As a side note, we use the buddy system for bathroom breaks on outings, but not at our regular meetings. I’ve even been known to send my 10 y.o. out to the clubhouse parking lot alone so she can fetch something out of the car. SSSSHHHH…please don’t tell on me.
To my knowledge, our troop does not do bathroom buddies.
As for the other things, my question is why exactly are you asking for permission from an organization for your parenting choices? Of course they will say no for liability reasons. Parents have got to stop acting as if someone else has control of their child’s comings and goings. TELL the leaders what you are going to do or just do it. Don’t ask if it is okay. Obviously walking home requires some communication with the troup leaders, but I never would have even considered asking if my daughter could walk TO a location. I would have just sent her on her own.

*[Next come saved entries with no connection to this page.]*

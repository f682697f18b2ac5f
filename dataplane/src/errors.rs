use std::io;
use thiserror::Error;

/// Result type alias for configuration building
pub type Result<T, E = BuildError> = std::result::Result<T, E>;

#[derive(Error, Debug)]
pub enum BuildError {
    /// The graph breaks an invariant validation should have guaranteed.
    #[error("contract violation: {0}")]
    ContractViolation(String),
}

#[derive(Error, Debug)]
pub enum GraphError {
    #[error("failed to load graph: {0}")]
    LoadError(#[from] io::Error),

    #[error("failed to parse graph: {0}")]
    ParseError(#[from] serde_yaml::Error),
}
use thiserror::Error;

/// Result type alias for configuration generation
pub type Result<T, E = GenerateError> = std::result::Result<T, E>;

#[derive(Error, Debug)]
pub enum GenerateError {
    /// The configuration breaks an invariant the builder should have guaranteed.
    #[error("contract violation: {0}")]
    ContractViolation(String),

    #[error("template {name} failed to compile: {reason}")]
    TemplateCompile { name: &'static str, reason: String },

    #[error("template error: {0}")]
    Template(#[from] minijinja::Error),
}
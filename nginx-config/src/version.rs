use crate::errors::Result;
use crate::generator::{CONFIG_VERSION_FILE, ExecuteResult};
use crate::templates::{self, Template};
use dataplane::Configuration;
use serde::Serialize;

/// Lets the agent check which configuration version nginx is running. A
/// request to `/version/check` with `X-Expected-Config-Version` fails with a
/// 412 until the expected version is loaded.
pub(crate) const VERSION_TEMPLATE: Template = Template {
    name: "config_version.conf",
    source: r#"map $http_x_expected_config_version $config_version_mismatch {
    "{{ version }}" "";
    default "mismatch";
}

server {
    listen unix:/var/run/nginx/nginx-config-version.sock;
    access_log off;

    location /version {
        return 200 {{ version }};
    }

    location /version/check {
        if ($config_version_mismatch) {
            return 412 "invalid config version";
        }
        return 200 "";
    }
}
"#,
};

#[derive(Serialize)]
struct Version {
    version: u64,
}

pub(crate) fn execute_version(conf: &Configuration) -> Result<Vec<ExecuteResult>> {
    let rendered = templates::render(
        &VERSION_TEMPLATE,
        Version {
            version: conf.version,
        },
    )?;
    Ok(vec![ExecuteResult::new(CONFIG_VERSION_FILE, rendered)])
}

#[cfg(test)]
mod tests {
    use super::*;

    #[test]
    fn test_version() {
        let conf = Configuration {
            version: 42,
            ..Default::default()
        };

        let results = execute_version(&conf).unwrap();
        assert_eq!(results[0].dest, CONFIG_VERSION_FILE);

        let rendered = String::from_utf8(results[0].data.clone()).unwrap();
        assert!(rendered.contains(r#""42" "";"#));
        assert!(rendered.contains("return 200 42;"));
        assert!(rendered.contains(r#"return 412 "invalid config version";"#));
    }
}
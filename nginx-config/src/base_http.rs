use crate::errors::Result;
use crate::generator::{ExecuteResult, HTTP_CONFIG_FILE};
use crate::includes::{self, Include};
use crate::templates::{self, Template};
use dataplane::Configuration;
use serde::Serialize;

pub(crate) const BASE_HTTP_TEMPLATE: Template = Template {
    name: "base_http.conf",
    source: r#"{% if http2 %}
http2 on;

{% endif %}
{% for include in includes %}
include {{ include.name }};
{% endfor %}
"#,
};

#[derive(Serialize)]
struct BaseHttpConfig<'a> {
    http2: bool,
    includes: &'a [Include],
}

pub(crate) fn execute_base_http_config(conf: &Configuration) -> Result<Vec<ExecuteResult>> {
    let includes = includes::from_snippets(&conf.base_http_config.snippets);

    let base = BaseHttpConfig {
        http2: conf.base_http_config.http2,
        includes: &includes,
    };

    let mut results = vec![ExecuteResult::new(
        HTTP_CONFIG_FILE,
        templates::render(&BASE_HTTP_TEMPLATE, &base)?,
    )];
    results.extend(includes::execute_results(&includes));

    Ok(results)
}
/// Only bundles referenced by a valid backend are kept. The CA data can be
/// base64 encoded or plain PEM.
fn build_cert_bundles(
    graph: &Graph,
    backend_groups: &[BackendGroup],
) -> BTreeMap<CertBundleId, CertBundle> {
    let referenced: HashSet<&CertBundleId> = backend_groups
        .iter()
        .flat_map(|g| &g.backends)
        .filter(|b| b.valid)
        .filter_map(|b| b.verify_tls.as_ref()?.cert_bundle_id.as_ref())
        .collect();

    let mut bundles = BTreeMap::new();
    if referenced.is_empty() {
        return bundles;
    }

    for cm in &graph.ca_cert_bundles {
        let id = CertBundleId::for_config_map(&NamespacedName::new(&cm.namespace, &cm.name));
        if !referenced.contains(&id) || cm.ca_cert.is_empty() {
            continue;
        }

        let data = STANDARD
            .decode(cm.ca_cert.trim())
            .unwrap_or_else(|_| cm.ca_cert.as_bytes().to_vec());
        bundles.insert(id, data);
    }

    bundles
}

fn build_passthrough_servers(
    graph: &Graph,
    listeners: &[Listener],
) -> Result<Vec<Layer4VirtualServer>> {
    let mut route_servers: IndexMap<&RouteKey, Vec<Layer4VirtualServer>> = IndexMap::new();
    let mut listener_servers = Vec::new();

    for l in listeners
        .iter()
        .filter(|l| l.valid && l.protocol == ListenerProtocol::Tls)
    {
        let mut found_listener_hostname = false;

        for key in &l.l4_routes {
            let route = lookup_l4_route(graph, key)?;
            if !route.valid {
                continue;
            }

            let hostnames = route
                .accepted_hostnames
                .get(&l.name)
                .map(Vec::as_slice)
                .unwrap_or_default();

            let servers = route_servers.entry(key).or_default();
            for h in hostnames {
                if l.hostname.as_deref() == Some(h.as_str()) {
                    found_listener_hostname = true;
                }

                servers.push(Layer4VirtualServer {
                    hostname: h.clone(),
                    upstream_name: route.backend_ref.service_port_reference(),
                    port: l.port,
                    is_default: false,
                });
            }
        }

        if !found_listener_hostname {
            listener_servers.push(match &l.hostname {
                Some(hostname) => Layer4VirtualServer {
                    hostname: hostname.clone(),
                    upstream_name: String::new(),
                    port: l.port,
                    is_default: true,
                },
                None => Layer4VirtualServer {
                    port: l.port,
                    ..Default::default()
                },
            });
        }
    }

    Ok(route_servers
        .into_values()
        .flatten()
        .chain(listener_servers)
        .collect())
}

fn build_telemetry(graph: &Graph, gateway: &Gateway) -> Telemetry {
    let Some(settings) = graph
        .proxy_settings
        .as_ref()
        .filter(|p| p.valid)
        .and_then(|p| p.telemetry.as_ref())
    else {
        return Telemetry::default();
    };
    let Some(exporter) = &settings.exporter else {
        return Telemetry::default();
    };

    let mut service_name = format!("ngf:{}:{}", gateway.source.namespace, gateway.source.name);
    if let Some(custom) = &settings.service_name {
        service_name.push(':');
        service_name.push_str(custom);
    }

    // Sampling ratios are declared once in the http context no matter how many
    // policies use them.
    let mut ratios = BTreeMap::new();
    for policy in &graph.policies {
        let Policy::Observability(obs) = &policy.source else {
            continue;
        };
        if let Some(ratio) = obs.tracing.as_ref().and_then(|t| t.ratio).filter(|r| *r > 0) {
            ratios.insert(ratio_variable_name(ratio), ratio);
        }
    }

    Telemetry {
        endpoint: exporter.endpoint.clone(),
        service_name,
        interval: exporter.interval.clone().unwrap_or_default(),
        ratios: ratios
            .into_iter()
            .map(|(name, value)| Ratio { name, value })
            .collect(),
        span_attributes: settings.span_attributes.clone(),
        batch_size: exporter.batch_size.unwrap_or_default(),
        batch_count: exporter.batch_count.unwrap_or_default(),
    }
}

fn build_base_http_config(graph: &Graph) -> BaseHttpConfig {
    let mut config = BaseHttpConfig {
        snippets: build_snippets_for_context(graph, CONTEXT_HTTP),
        ..Default::default()
    };

    let Some(settings) = graph.proxy_settings.as_ref().filter(|p| p.valid) else {
        return config;
    };

    if settings.disable_http2 {
        config.http2 = false;
    }

    if let Some(ip_family) = settings.ip_family {
        config.ip_family = ip_family;
    }

    if let Some(rewrite) = &settings.rewrite_client_ip {
        config.rewrite_client_ip.mode = rewrite.mode;
        config.rewrite_client_ip.trusted_addresses = rewrite.trusted_addresses.clone();
        config.rewrite_client_ip.ip_recursive = rewrite.set_ip_recursively.unwrap_or_default();
    }

    config
}

fn build_logging(graph: &Graph) -> Logging {
    let error_level = graph
        .proxy_settings
        .as_ref()
        .and_then(|p| p.logging.as_ref())
        .and_then(|l| l.error_level.clone());

    match error_level {
        Some(error_level) => Logging { error_level },
        None => Logging::default(),
    }
}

I am a Girl Scout leader and my 4th grade girls camp, cook, build fires and have recently learned how to safely use pocket knives. We also do archery and are learning geocaching.
We do use the buddy system for the bathroom so that the girls get into the habit of staying with a buddy and being responsible for each other so it’s easy to take them camping. We also require checking with patrol leaders for the same reason.
We have male chaperones who stay in separate cabins, but are fully integrated into the program.
Yes, Girl Scouts can be full of red tape, but a leader can learn how to work with it and still teach character, confidence and courage. The issue comes when the leader gets paranoid and is fed paranoia by more “experienced” leaders.
I confess I almost never followed the rules when I was a leader. I had the same group of girls for 6 years. Their parents were first time Girl Scout moms so they didn’t know if I was complying with rules or not. We camped. My girls cooked their own meals when we camped. (and used knives to cut their own produce for their own meals when we camped). (The first grade/kindergarten troop I had was a little nervous about that but the girls did it). Because I had been a GS camp counselor years and years ago I was able to “test out” of the outdoor classes. I didn’t attend service meetings or most of the ‘required’ things (except CPR and First Aid certification. I did that). I confess, I rarely did the paperwork. They were desperate for volunteers and nobody else would take my troop. I probably lived in a very lax service unit as well because my contact at GS never gave me grief either. Only our very last outing (when my girls were all 8th grade or freshmen in high school) was a ‘resort’ trip. They had suffered through 5 years of my camping I could take them to Great Wolf Lodge once. We had fun. It really wasn’t that big a deal (or as hard as GS wants to make it). The hardest thing was finding a place to meet since I had no ties to schools (no kids of my own), churches (atheist), and the community meeting spaces required $$.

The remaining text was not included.